Friday, 28/06/2013 13:27

Bad debt on the rise: c.bank

Banks reported a continued rise in bad debt in the first five months of this year with potentially irrecoverable debt soaring by 36.5% compared to the end of 2012.

According to the report on the five-month banking sector performance announced by the State Bank of Vietnam last week, the bad debt spike slowed down to 4.65% at the end of May compared to 4.67% a month earlier thanks to an improvement in credit growth. By the end of May, local banks had reported total bad debt of around VND137.5 trillion.

However, debt in Group 5, which is classified as potentially irrecoverable, kept shooting up, threatening a number of lenders. As of May, Group 5 debt soared by around VND20.9 trillion, or 36.5%, against late last year and accounting for around 57.2% of the total bad debt.

In the end of last year, debt in this group made up 48.5% of the total loans that turned bad.

SBV said bad debt in the first five months showed an uptick in terms of scale, pace and ratio over late last year. Bad debt rose rapidly at lender banks and enterprises active in the sectors adversely affected by the economic slowdown such as manufacturing, trade, construction, transport and real estate.
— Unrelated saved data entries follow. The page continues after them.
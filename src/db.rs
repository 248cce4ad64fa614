//! Database module
//!
//! Migrations plus schema and reference-data checks.

use sqlx::migrate::MigrateError;
use sqlx::PgPool;

use crate::domain::{TransactionKind, BRL, OPCOIN};

/// Tables the service reads or writes
const REQUIRED_TABLES: &[&str] = &[
    "users",
    "coins",
    "wallets",
    "transaction_types",
    "transactions",
    "user_profiles",
    "audit_logs",
];

/// Apply the embedded migrations in `migrations/`
pub async fn run_migrations(pool: &PgPool) -> Result<(), MigrateError> {
    sqlx::migrate!("./migrations").run(pool).await
}

/// Simple connectivity check
pub async fn verify_connection(pool: &PgPool) -> Result<(), sqlx::Error> {
    sqlx::query("SELECT 1").execute(pool).await?;
    Ok(())
}

/// Check that required tables and reference rows exist
pub async fn check_schema(pool: &PgPool) -> Result<bool, sqlx::Error> {
    for table in REQUIRED_TABLES {
        let exists: bool = sqlx::query_scalar(
            r#"
            SELECT EXISTS (
                SELECT 1 FROM information_schema.tables
                WHERE table_schema = 'public' AND table_name = $1
            )
            "#,
        )
        .bind(*table)
        .fetch_one(pool)
        .await?;

        if !exists {
            tracing::error!("Required table '{}' does not exist", table);
            return Ok(false);
        }
    }

    check_reference_data(pool).await
}

/// Check that the seeded coins and transaction types exist
async fn check_reference_data(pool: &PgPool) -> Result<bool, sqlx::Error> {
    for symbol in [OPCOIN, BRL] {
        let exists: bool =
            sqlx::query_scalar("SELECT EXISTS (SELECT 1 FROM coins WHERE symbol = $1)")
                .bind(symbol)
                .fetch_one(pool)
                .await?;

        if !exists {
            tracing::error!("Required coin '{}' is not seeded. Please run migrations.", symbol);
            return Ok(false);
        }
    }

    for kind in [TransactionKind::Convert, TransactionKind::Transfer] {
        let exists: bool =
            sqlx::query_scalar("SELECT EXISTS (SELECT 1 FROM transaction_types WHERE type = $1)")
                .bind(kind.as_str())
                .fetch_one(pool)
                .await?;

        if !exists {
            tracing::error!(
                "Required transaction type '{}' is not seeded. Please run migrations.",
                kind
            );
            return Ok(false);
        }
    }

    tracing::info!("Reference data verified: coins {}, {}; transaction types CONVERT, TRANSFER", OPCOIN, BRL);
    Ok(true)
}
The central bank said risk of a further bad debt surge was running high due to lack of consistent and strong measures, especially those designed to pull enterprises out of the doldrums and spur economic growth.

The report also warned of stronger negative impacts of bad debt on equity. Since 2012, an increase in bad debt has always been faster than that in risk provisions and equity has increased slowly, leading the ratio of post-provision bad debt to equity in the banking system to rise from 4.6% in the end of 2011 to 11.2% a year later and 12.8% by the end of May.

This problem has weakened the ability of many banks to counter risks.

Risk provisions have picked up also but at a much slower pace than bad debt. With bad debt moving up steadily month after month, risk provision funds amounted to VND71.7 trillion, up 11.7% against late last year.

If banks did not restructure debt in line with Decision No. 780, bad debt would snowball by over VND280 trillion, which forces banks to add VND14.4 trillion to their risk provision funds, the report said.

Explaining bigger debt in Group 5, Nguyen Phuoc Thanh, general director of Vietcombank, said some banks might have classified their debts into this group to raise their risk provisions, thereby easing pressure from this job at the end of this year. Currently, banks have to make 100% provisions for debt in Group 5.